■ Your task ■
From the data below, restate every line word for word.

■ Information provided ■
= Beginning of Section =

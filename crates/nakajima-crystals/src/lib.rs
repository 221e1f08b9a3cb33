//! # nakajima-crystals
//!
//! Crystals of modified Nakajima monomials.
//!
//! This crate provides:
//! - Sparse Y- and A-monomials with canonical text and LaTeX rendering
//! - The crystal operators `e_i`, `f_i` with `weight`, `phi_i`, `epsilon_i`
//! - `B(infinity)` in either flavor and `B(Lambda)` for dominant `Lambda`
//! - A construct-once [`CrystalRegistry`] of shared containers
//!
//! ## Example
//!
//! ```
//! use std::sync::Arc;
//! use nakajima_cartan::{CartanFamily, CartanType};
//! use nakajima_crystals::{Crystal, Flavor, InfinityCrystal};
//!
//! let a2 = Arc::new(CartanType::finite(CartanFamily::A, 2).unwrap());
//! let crystal = InfinityCrystal::new(a2, None, Flavor::Y).unwrap();
//! let one = crystal.module_generators()[0].clone();
//! let m = crystal.f(&one, 1).unwrap().unwrap();
//! assert_eq!(m.to_string(), "Y(1,0)^-1 Y(1,1)^-1 Y(2,0)");
//! assert_eq!(crystal.e(&m, 1).unwrap(), Some(one));
//! ```

#![warn(missing_docs)]
#![warn(clippy::all)]
#![warn(clippy::pedantic)]
#![allow(clippy::module_name_repetitions)]

pub mod algebra;
pub mod commutation;
pub mod config;
pub mod crystal;
pub mod error;
pub mod exponents;
pub mod highest_weight;
pub mod infinity;
pub mod monomial;
mod partial_sums;
pub mod registry;

#[cfg(test)]
mod proptests;

pub use algebra::MonomialAlgebra;
pub use commutation::CommutationMatrix;
pub use config::CrystalConfig;
pub use crystal::{Cardinality, Crystal, Neighbours};
pub use error::{CommutationError, CrystalError};
pub use exponents::{ExponentMap, Key, Level};
pub use highest_weight::HighestWeightCrystal;
pub use infinity::InfinityCrystal;
pub use monomial::{Flavor, Monomial};
pub use registry::CrystalRegistry;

= End of Section =

■ Solution for this task ■
filename crates/nakajima-crystals/src/lib.rs
repository 221e1f08b9a3cb33
//! # nakajima-crystals
//!
//! Crystals of modified Nakajima monomials.
//!
//! This crate provides:
//! - Sparse Y- and A-monomials with canonical text and LaTeX rendering
//! - The crystal operators `e_i`, `f_i` with `weight`, `phi_i`, `epsilon_i`
//! - `B(infinity)` in either flavor and `B(Lambda)` for dominant `Lambda`
//! - A construct-once [`CrystalRegistry`] of shared containers
//!
//! ## Example
//!
//! ```
//! use std::sync::Arc;
//! use nakajima_cartan::{CartanFamily, CartanType};
//! use nakajima_crystals::{Crystal, Flavor, InfinityCrystal};
//!
//! let a2 = Arc::new(CartanType::finite(CartanFamily::A, 2).unwrap());
//! let crystal = InfinityCrystal::new(a2, None, Flavor::Y).unwrap();
//! let one = crystal.module_generators()[0].clone();
//! let m = crystal.f(&one, 1).unwrap().unwrap();
//! assert_eq!(m.to_string(), "Y(1,0)^-1 Y(1,1)^-1 Y(2,0)");
//! assert_eq!(crystal.e(&m, 1).unwrap(), Some(one));
//! ```

#![warn(missing_docs)]
#![warn(clippy::all)]
#![warn(clippy::pedantic)]
#![allow(clippy::module_name_repetitions)]

pub mod algebra;
pub mod commutation;
pub mod config;
pub mod crystal;
pub mod error;
pub mod exponents;
pub mod highest_weight;
pub mod infinity;
pub mod monomial;
mod partial_sums;
pub mod registry;

#[cfg(test)]
mod proptests;

pub use algebra::MonomialAlgebra;
pub use commutation::CommutationMatrix;
pub use config::CrystalConfig;
pub use crystal::{Cardinality, Crystal, Neighbours};
pub use error::{CommutationError, CrystalError};
pub use exponents::{ExponentMap, Key, Level};
pub use highest_weight::HighestWeightCrystal;
pub use infinity::InfinityCrystal;
pub use monomial::{Flavor, Monomial};
pub use registry::CrystalRegistry;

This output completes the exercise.